Mixing soaring melodies with crushing breakdowns, Perth metalcore outfit Displacement launch their self-titled, debut EP on the Australian heavy scene this weekend with two big shows: Saturday, March 17 at The Den, Inglewood and Sunday, March 18 at Vision Studios, East Victoria Park (all ages). Dan Harper and Jack Harvey from the band caught up with BRAYDEN EDWARDS ahead of the launch.
Firstly, how did you all come to be in a band together? There seems to be such a coherent vibe that I wonder how you all managed to find other musicians that shared the same collective vision…
Dan – Steve (Wilkinson) one of our guitar players had all of these song ideas in storage for the last three or four years, some being left over from his old hardcore band Defy the Leader. He put an advert on Facebook looking for a drummer interested in melodic hardcore/metalcore and was fortunately on the hunt for a new project at the time after leaving my old band Statues. Jack was previously the vocalist for metalcore outfit The Moment We Fall and Adam and Jeremy were in a band called Pirate Theme Park. They were all friends with Steve before being asked to join the band, I was the one random (laughs).
Is this the first time you have released music? Did you have any experience recording your work before this EP?
Dan – As Displacement this is our first release.
And what was the process in creating your debut EP? Where did you record it and was there anyone outside the band that helped bring it to life?
Dan – We recorded the EP at Vision Studios with Cody Brooks from Iconoclast. He produced, mixed and mastered the whole record. He was pretty integral in shaping and finalising the sound. He really pushed us hard but it was very well worth it, we hope to continue working with Cody from here on in.
When you were recording the songs was there anything that you decided to do differently than say, the way you were jamming the songs because new ideas came to light in the studio?
Cody’s influence is on every aspect of the EP; from Jack’s pitch yell vocal style in all the choruses, our guitar tone and tuning, some of the drum parts and fills as well as tightening up the form of each song.
And were there any artists or bands in particular that you drew influence from in these songs?
Dan – I would say at this stage we sound and are influenced by mostly melodic hardcore/metalcore bands such as The Ghost Inside, Counterparts, For the Fallen Dreams and Obey the Brave. Though everyone in the band has their own influences that they bring to the table; Jack is a big fan of The Color Morale, Oh Sleeper and Haste the Day, I’m a huge fan of Misery Signals and August Burns Red, Jeremy is into Metallica, Adam loves Northlane and Steve loves Our Last Night.
The lyrics in these songs seem to go a bit deeper than other bands, from those playing similar styles of music to those from completely different genres as well. Was it a deliberate decision to make that such a priority or was it more that the music was developed to complement the themes and message of the songs?

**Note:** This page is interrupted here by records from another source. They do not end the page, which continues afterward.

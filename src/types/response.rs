//! Typed, partial view of a Responses API payload.
//!
//! Every field is optional and read on its own: a field of the wrong type
//! reads as `None` without affecting its siblings, and list elements of the
//! wrong shape read as empty. Text extraction falls through to an empty
//! string only at the first missing level.

use serde::de::DeserializeOwned;
use serde::{Deserialize, Deserializer, Serialize};
use serde_json::Value;
use tracing::debug;

/// A response object (`POST /responses`, or the `response` member of a
/// `response.completed` stream event).
#[derive(Debug, Clone, Default, Serialize, Deserialize, PartialEq)]
pub struct ResponseObject {
    #[serde(default, deserialize_with = "lenient", skip_serializing_if = "Option::is_none")]
    pub id: Option<String>,
    #[serde(default, deserialize_with = "lenient", skip_serializing_if = "Option::is_none")]
    pub status: Option<String>,
    #[serde(default, deserialize_with = "lenient_list", skip_serializing_if = "Option::is_none")]
    pub output: Option<Vec<OutputItem>>,
    #[serde(default, deserialize_with = "lenient", skip_serializing_if = "Option::is_none")]
    pub usage: Option<ResponseUsage>,
    #[serde(default, skip_serializing_if = "Option::is_none")]
    pub error: Option<Value>,
}

#[derive(Debug, Clone, Default, Serialize, Deserialize, PartialEq)]
pub struct OutputItem {
    #[serde(
        default,
        rename = "type",
        deserialize_with = "lenient",
        skip_serializing_if = "Option::is_none"
    )]
    pub kind: Option<String>,
    #[serde(default, deserialize_with = "lenient", skip_serializing_if = "Option::is_none")]
    pub role: Option<String>,
    #[serde(default, deserialize_with = "lenient_list", skip_serializing_if = "Option::is_none")]
    pub content: Option<Vec<OutputContent>>,
}

#[derive(Debug, Clone, Default, Serialize, Deserialize, PartialEq)]
pub struct OutputContent {
    #[serde(
        default,
        rename = "type",
        deserialize_with = "lenient",
        skip_serializing_if = "Option::is_none"
    )]
    pub kind: Option<String>,
    #[serde(default, deserialize_with = "lenient", skip_serializing_if = "Option::is_none")]
    pub text: Option<String>,
}

#[derive(Debug, Clone, Copy, Default, Serialize, Deserialize, PartialEq, Eq)]
pub struct ResponseUsage {
    #[serde(default, deserialize_with = "lenient")]
    pub input_tokens: Option<u64>,
    #[serde(default, deserialize_with = "lenient")]
    pub output_tokens: Option<u64>,
    #[serde(default, deserialize_with = "lenient")]
    pub total_tokens: Option<u64>,
}

/// `None` when the value does not fit `T`.
fn lenient<'de, D, T>(deserializer: D) -> Result<Option<T>, D::Error>
where
    D: Deserializer<'de>,
    T: DeserializeOwned,
{
    let value = Value::deserialize(deserializer)?;
    Ok(serde_json::from_value(value).ok())
}

/// `None` unless the value is an array; elements that do not fit `T` read as
/// `T::default()` so their position is kept.
fn lenient_list<'de, D, T>(deserializer: D) -> Result<Option<Vec<T>>, D::Error>
where
    D: Deserializer<'de>,
    T: DeserializeOwned + Default,
{
    match Value::deserialize(deserializer)? {
        Value::Array(items) => Ok(Some(
            items
                .into_iter()
                .map(|item| serde_json::from_value(item).unwrap_or_default())
                .collect(),
        )),
        _ => Ok(None),
    }
}

impl ResponseObject {
    /// Read a response from arbitrary JSON. Anything other than an object
    /// reads as the empty response.
    pub fn from_value(value: Value) -> Self {
        match serde_json::from_value(value) {
            Ok(response) => response,
            Err(e) => {
                debug!(error = %e, "Response is not an object, treating as empty");
                Self::default()
            }
        }
    }

    /// Text of the first content block of the first output item, or `""`.
    pub fn first_text(&self) -> String {
        self.output
            .as_deref()
            .and_then(<[OutputItem]>::first)
            .and_then(|item| item.content.as_deref())
            .and_then(<[OutputContent]>::first)
            .and_then(|content| content.text.clone())
            .unwrap_or_default()
    }
}

#[cfg(test)]
mod tests {
    use super::*;
    use serde_json::json;

    fn text_of(value: Value) -> String {
        ResponseObject::from_value(value).first_text()
    }

    #[test]
    fn well_formed_response_yields_text() {
        assert_eq!(text_of(json!({"output": [{"content": [{"text": "hi"}]}]})), "hi");
    }

    #[test]
    fn missing_output_yields_empty() {
        assert_eq!(text_of(json!({"id": "resp_1"})), "");
    }

    #[test]
    fn each_missing_level_yields_empty() {
        assert_eq!(text_of(json!({"output": []})), "");
        assert_eq!(text_of(json!({"output": [{}]})), "");
        assert_eq!(text_of(json!({"output": [{"content": []}]})), "");
        assert_eq!(text_of(json!({"output": [{"content": [{}]}]})), "");
        assert_eq!(text_of(json!({"output": [{"content": [{"text": null}]}]})), "");
    }

    #[test]
    fn wrongly_typed_shapes_yield_empty() {
        assert_eq!(text_of(json!({"output": "nope"})), "");
        assert_eq!(text_of(json!({"output": [{"content": {"text": "x"}}]})), "");
        assert_eq!(text_of(json!([1, 2, 3])), "");
        assert_eq!(text_of(Value::Null), "");
    }

    #[test]
    fn mistyped_sibling_fields_keep_the_text() {
        let text = json!([{"content": [{"text": "hi"}]}]);
        assert_eq!(text_of(json!({"status": 1, "output": text.clone()})), "hi");
        assert_eq!(
            text_of(json!({"usage": {"input_tokens": -1}, "output": text.clone()})),
            "hi"
        );
        assert_eq!(text_of(json!({"usage": "n/a", "id": 7, "output": text.clone()})), "hi");
        assert_eq!(
            text_of(json!({"output": [{"role": 3, "type": [], "content": [{"type": false, "text": "hi"}]}]})),
            "hi"
        );
    }

    #[test]
    fn malformed_later_items_keep_the_text() {
        assert_eq!(
            text_of(json!({"output": [{"content": [{"text": "hi"}]}, {"content": {"x": 1}}]})),
            "hi"
        );
        assert_eq!(
            text_of(json!({"output": [{"content": [{"text": "hi"}, "junk"]}, 42]})),
            "hi"
        );
    }

    #[test]
    fn malformed_first_item_yields_empty() {
        assert_eq!(text_of(json!({"output": ["junk", {"content": [{"text": "later"}]}]})), "");
        assert_eq!(text_of(json!({"output": [{"content": [{"text": 5}]}]})), "");
    }

    #[test]
    fn mistyped_usage_fields_are_read_individually() {
        let response = ResponseObject::from_value(json!({
            "usage": {"input_tokens": -1, "output_tokens": 2, "total_tokens": "x"}
        }));
        assert_eq!(
            response.usage,
            Some(ResponseUsage {
                input_tokens: None,
                output_tokens: Some(2),
                total_tokens: None,
            })
        );
    }

    #[test]
    fn image_only_output_yields_empty() {
        let value = json!({
            "output": [{"type": "image_generation_call", "result": "aGVsbG8="}]
        });
        assert_eq!(text_of(value), "");
    }

    #[test]
    fn only_first_item_is_considered() {
        let value = json!({
            "output": [
                {"type": "reasoning", "summary": []},
                {"type": "message", "content": [{"type": "output_text", "text": "later"}]}
            ]
        });
        assert_eq!(text_of(value), "");
    }

    #[test]
    fn unknown_fields_are_ignored() {
        let value = json!({
            "id": "resp_1",
            "status": "completed",
            "output": [{
                "type": "message",
                "role": "assistant",
                "content": [{"type": "output_text", "text": "ok", "annotations": []}]
            }],
            "usage": {"input_tokens": 3, "output_tokens": 1, "total_tokens": 4,
                      "output_tokens_details": {"reasoning_tokens": 0}}
        });
        let response = ResponseObject::from_value(value);
        assert_eq!(response.first_text(), "ok");
        assert_eq!(response.usage.and_then(|u| u.total_tokens), Some(4));
    }
}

Dan – In all honesty, the music and lyrics were written entirely separate from each other. The music came first, the lyrics were written by Jack and our producer Cody helped piece them together into a more coherent product. At this stage Jack has total control of the lyrical content but maybe over time the rest of us will chip in.
Jack – I try and feel out the song before I get started on any lyrics. I don’t have some big book of lyrics ready to go or anything like that. Basically, I write according to the song.

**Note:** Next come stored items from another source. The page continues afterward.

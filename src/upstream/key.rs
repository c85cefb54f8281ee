use std::collections::BTreeMap;

use super::EndpointKind;

/// Derives the cache key for one logical request.
///
/// The key is an exact serialization of the endpoint kind and the
/// canonically ordered parameter set: equal requests always produce the
/// same key and distinct requests never collide. No hashing, so a key
/// found in the cache can be read straight back into the request that
/// produced it. Names and values are percent-encoded to keep `&`/`=`
/// unambiguous. Pure function, no I/O.
pub fn derive(kind: EndpointKind, params: &BTreeMap<String, String>) -> String {
    let mut key = String::from(kind.name());
    key.push('?');
    for (i, (name, value)) in params.iter().enumerate() {
        if i > 0 {
            key.push('&');
        }
        key.push_str(&urlencoding::encode(name));
        key.push('=');
        key.push_str(&urlencoding::encode(value));
    }
    key
}
use serde::{Deserialize, Serialize};
use std::env;

#[derive(Clone, Debug, Serialize, Deserialize)]
pub struct Config {
    pub port: u16,
    pub openweather_api_key: String,
    pub openweather_base_url: String,
    pub cache_ttl_secs: u64,
    pub upstream_timeout_secs: u64,
}

impl Config {
    pub fn from_env() -> anyhow::Result<Self> {
        Ok(Config {
            port: env::var("PORT")
                .ok()
                .and_then(|v| v.parse().ok())
                .unwrap_or(3000),
            openweather_api_key: env::var("OPENWEATHERMAP_API_KEY")
                .map_err(|_| anyhow::anyhow!("OPENWEATHERMAP_API_KEY not set"))?,
            openweather_base_url: env::var("OPENWEATHER_BASE_URL")
                .unwrap_or_else(|_| "https://api.openweathermap.org".to_string()),
            cache_ttl_secs: env::var("CACHE_TTL_SECS")
                .ok()
                .and_then(|v| v.parse().ok())
                .unwrap_or(600),
            upstream_timeout_secs: env::var("UPSTREAM_TIMEOUT_SECS")
                .ok()
                .and_then(|v| v.parse().ok())
                .unwrap_or(10),
        })
    }
}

How about the use of scripture and symbolism throughout this release? Although the EP seems hostile towards the idea of religion in general, it still seems you have found a wealth of symbolism and meaning in those kinds of texts that you can use to get your message or feelings across?
Jack – Although I’ve never been a religious person, and more then likely never will be, I’ve always been fascinated by concept of it. The idea that there’s some all seeing, all knowing entity out there that some how has a hand in our lives is the sort of blissful escapism that I wish a lot more people could afford. I’m not against religion as such, I just have a major problem with the notion of a God and the effect that notion has on people.
The lyrics on Alone were pretty hard hitting but still largely symbolic. Can you express what message you are trying to get across?
Jack – To me, Alone is about how much credit God actually deserves when it comes to people’s lives. You see people thanking God for what they have when in truth those thanks belong to them and those around them. You see people waiting and praying for answers or solutions instead of actually doing something about a problem. You have people committing acts of violence, as though its all part of some divine plan. Instead of taking responsibility, people attempt to distance themselves from their actions by attributing them to some omnipresent force. Alone is just me trying to tell people that for most things, they need to give themselves credit for their actions first and foremost, whether for better or worse.
Even I felt exhausted just listening to the intensity with which you all play on this (but then I’m borderline grown up now). What’s next for Displacement? Is there chance we can catch these songs live anytime soon?
Dan – We have our launch shows for our EP on Saturday March 17 at the Den and Sunday March 18 at Vision Studios. We have plans to put out a single/music video in the middle of the year.